12) The authors claim that behavior for the first and second probe tests were not different and as such the data was pooled together. They should include the comparisons for the first and second probe test in the supplementary material, as it would be useful to see this quantification.

13) For optogenetic antidromic identification of mPFC-PVT projection neurons, the authors find cells that respond with a range of latencies and with a range of fidelity. One issue with the antidromic approach, however, pertains to their mention that only neurons with latencies under 15 ms and at least 70% spike probability were labeled as corticothalamic. But looking at the data shown in Figure 4d it seems that two of the neurons that passed the collision test had spike probability below 70%. Furthermore, I don't think this approach rules out orthodromic activation as many cells were not tested for collision and it is not possible to test the ability of cells to follow very high frequency stimulation or to get as accurate a readout of latency as would be possible with electrical antidromic approaches for which these criteria were developed. These issues should be clarified and discussed.

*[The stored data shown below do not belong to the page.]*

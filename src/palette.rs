//! The fixed 8-color LED palette.
//!
//! Every pixel on the display is one of eight colors identified by a 3-bit
//! code. The code's bits select the lit channels of the RGB LED:
//! red = `0b001`, green = `0b010`, blue = `0b100`. Written as the
//! three-character binary string used by the firmware documentation
//! (`"001"` for red), character 2 is red, character 1 green, and
//! character 0 blue.

use crate::color::parse_hex_color;
use serde::{Deserialize, Deserializer, Serialize, Serializer};
use std::fmt;
use std::str::FromStr;
use thiserror::Error;

/// Error type for palette lookups that are not allowed to degrade.
#[derive(Debug, Clone, PartialEq, Eq, Error)]
pub enum PaletteError {
    /// Not a palette name, code, or hex color
    #[error("unknown color '{0}' (expected a palette name, a code 0-7, or a hex color)")]
    UnknownColor(String),
    /// Code outside 0..=7
    #[error("invalid palette code {0}, expected 0-7")]
    InvalidCode(u8),
}

/// One of the eight displayable colors, indexed by its 3-bit code.
#[derive(Debug, Clone, Copy, PartialEq, Eq, Hash, PartialOrd, Ord, Default)]
#[repr(u8)]
pub enum PaletteColor {
    #[default]
    Black = 0,
    Red = 1,
    Green = 2,
    Yellow = 3,
    Blue = 4,
    Magenta = 5,
    Cyan = 6,
    White = 7,
}

/// A single LED channel.
#[derive(Debug, Clone, Copy, PartialEq, Eq, Hash)]
pub enum Channel {
    Red,
    Green,
    Blue,
}

impl Channel {
    /// Channels in plane order.
    pub const ALL: [Channel; 3] = [Channel::Red, Channel::Green, Channel::Blue];

    /// Bit of a palette code that lights this channel.
    pub fn bit(self) -> u8 {
        match self {
            Channel::Red => 0b001,
            Channel::Green => 0b010,
            Channel::Blue => 0b100,
        }
    }

    /// Human-readable channel label.
    pub fn label(self) -> &'static str {
        match self {
            Channel::Red => "Red",
            Channel::Green => "Green",
            Channel::Blue => "Blue",
        }
    }
}

/// A row of the palette table.
#[derive(Debug, Clone, Copy, PartialEq, Eq)]
pub struct PaletteEntry {
    pub color: PaletteColor,
    pub hex: &'static str,
    pub rgb: [u8; 3],
    pub name: &'static str,
}

/// The palette table, indexed by code.
pub const PALETTE: [PaletteEntry; 8] = [
    PaletteEntry { color: PaletteColor::Black, hex: "#000000", rgb: [0, 0, 0], name: "Black" },
    PaletteEntry { color: PaletteColor::Red, hex: "#FF0000", rgb: [255, 0, 0], name: "Red" },
    PaletteEntry { color: PaletteColor::Green, hex: "#00FF00", rgb: [0, 255, 0], name: "Green" },
    PaletteEntry {
        color: PaletteColor::Yellow,
        hex: "#FFFF00",
        rgb: [255, 255, 0],
        name: "Yellow",
    },
    PaletteEntry { color: PaletteColor::Blue, hex: "#0000FF", rgb: [0, 0, 255], name: "Blue" },
    PaletteEntry {
        color: PaletteColor::Magenta,
        hex: "#FF00FF",
        rgb: [255, 0, 255],
        name: "Magenta",
    },
    PaletteEntry { color: PaletteColor::Cyan, hex: "#00FFFF", rgb: [0, 255, 255], name: "Cyan" },
    PaletteEntry {
        color: PaletteColor::White,
        hex: "#FFFFFF",
        rgb: [255, 255, 255],
        name: "White",
    },
];

impl PaletteColor {
    /// All colors in code order.
    pub const ALL: [PaletteColor; 8] = [
        PaletteColor::Black,
        PaletteColor::Red,
        PaletteColor::Green,
        PaletteColor::Yellow,
        PaletteColor::Blue,
        PaletteColor::Magenta,
        PaletteColor::Cyan,
        PaletteColor::White,
    ];

    /// The 3-bit code of this color.
    pub fn code(self) -> u8 {
        self as u8
    }

    /// Look up a color by code. Returns `None` for codes above 7.
    pub fn from_code(code: u8) -> Option<Self> {
        Self::ALL.get(code as usize).copied()
    }

    /// The palette table row for this color.
    pub fn entry(self) -> &'static PaletteEntry {
        &PALETTE[self as usize]
    }

    pub fn hex(self) -> &'static str {
        self.entry().hex
    }

    pub fn rgb(self) -> [u8; 3] {
        self.entry().rgb
    }

    pub fn name(self) -> &'static str {
        self.entry().name
    }

    /// Three-character binary form of the code, e.g. `"001"` for red.
    pub fn binary(self) -> String {
        format!("{:03b}", self.code())
    }

    /// Whether this color lights the given channel.
    pub fn has_channel(self, channel: Channel) -> bool {
        self.code() & channel.bit() != 0
    }

    /// Build a color from individual channel states.
    pub fn from_channels(red: bool, green: bool, blue: bool) -> Self {
        let mut code = 0;
        if red {
            code |= Channel::Red.bit();
        }
        if green {
            code |= Channel::Green.bit();
        }
        if blue {
            code |= Channel::Blue.bit();
        }
        PALETTE[code as usize].color
    }

    /// Exact RGB match against the table.
    pub fn from_rgb(rgb: [u8; 3]) -> Option<Self> {
        PALETTE.iter().find(|e| e.rgb == rgb).map(|e| e.color)
    }

    /// Exact hex match against the table (case-insensitive).
    pub fn from_hex(hex: &str) -> Option<Self> {
        parse_hex_color(hex).ok().and_then(Self::from_rgb)
    }

    /// Hex lookup that degrades anything outside the palette to black.
    pub fn from_hex_lossy(hex: &str) -> Self {
        match Self::from_hex(hex) {
            Some(color) => color,
            None => {
                log::warn!("color '{}' is not in the palette, using black", hex);
                PaletteColor::Black
            }
        }
    }

    /// Case-insensitive lookup by palette name.
    pub fn from_name(name: &str) -> Option<Self> {
        PALETTE.iter().find(|e| e.name.eq_ignore_ascii_case(name.trim())).map(|e| e.color)
    }
}

impl fmt::Display for PaletteColor {
    fn fmt(&self, f: &mut fmt::Formatter<'_>) -> fmt::Result {
        f.write_str(self.name())
    }
}

impl TryFrom<u8> for PaletteColor {
    type Error = PaletteError;

    fn try_from(code: u8) -> Result<Self, Self::Error> {
        Self::from_code(code).ok_or(PaletteError::InvalidCode(code))
    }
}

impl FromStr for PaletteColor {
    type Err = PaletteError;

    /// Accepts a palette name, a decimal code, or a hex color.
    ///
    /// Well-formed hex colors outside the palette degrade to black; only
    /// input that is not a color at all is an error.
    fn from_str(s: &str) -> Result<Self, Self::Err> {
        let s = s.trim();
        if let Some(color) = Self::from_name(s) {
            return Ok(color);
        }
        if let Ok(code) = s.parse::<u8>() {
            return Self::try_from(code);
        }
        if parse_hex_color(s).is_ok() {
            return Ok(Self::from_hex_lossy(s));
        }
        Err(PaletteError::UnknownColor(s.to_string()))
    }
}

impl Serialize for PaletteColor {
    fn serialize<S: Serializer>(&self, serializer: S) -> Result<S::Ok, S::Error> {
        serializer.serialize_str(&self.name().to_ascii_lowercase())
    }
}

impl<'de> Deserialize<'de> for PaletteColor {
    fn deserialize<D: Deserializer<'de>>(deserializer: D) -> Result<Self, D::Error> {
        #[derive(Deserialize)]
        #[serde(untagged)]
        enum Repr {
            Code(u8),
            Text(String),
        }

        match Repr::deserialize(deserializer)? {
            Repr::Code(code) => PaletteColor::try_from(code).map_err(serde::de::Error::custom),
            Repr::Text(text) => text.parse().map_err(serde::de::Error::custom),
        }
    }
}

/// Map a hex color to its 3-bit code.
///
/// Case-insensitive. Colors outside the palette map to `0` (black); this
/// quantization is lossy and never fails.
pub fn color_to_code(hex: &str) -> u8 {
    PaletteColor::from_hex_lossy(hex).code()
}

/// Map a 3-bit code to its `#RRGGBB` color.
pub fn code_to_color(code: u8) -> Option<&'static str> {
    PaletteColor::from_code(code).map(PaletteColor::hex)
}

/// Presentation name of a hex color, or `"Unknown"`.
pub fn name_of(hex: &str) -> &'static str {
    PaletteColor::from_hex(hex).map_or("Unknown", PaletteColor::name)
}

14) For the PVT projection neurons (Figure 5D) the authors note that "…in both groups, firing rates of mPFC-PVT neurons for odor mixtures scaled with the proportion of the mixture that was the sucrose predicting odor…". They make similar claims about the mPFC population as a whole (Figure 3D) However, based on the data in these figures it appears that, except for the non-ambiguous cue predicting bitter outcome, the cue response in both airpuff and non-airpuff groups was fairly flat, showing that there was no proportional scaling of the response. The authors should show some statistical support for this claim or change the interpretation.

[Editors' note: further revisions were suggested prior to acceptance, as described below.]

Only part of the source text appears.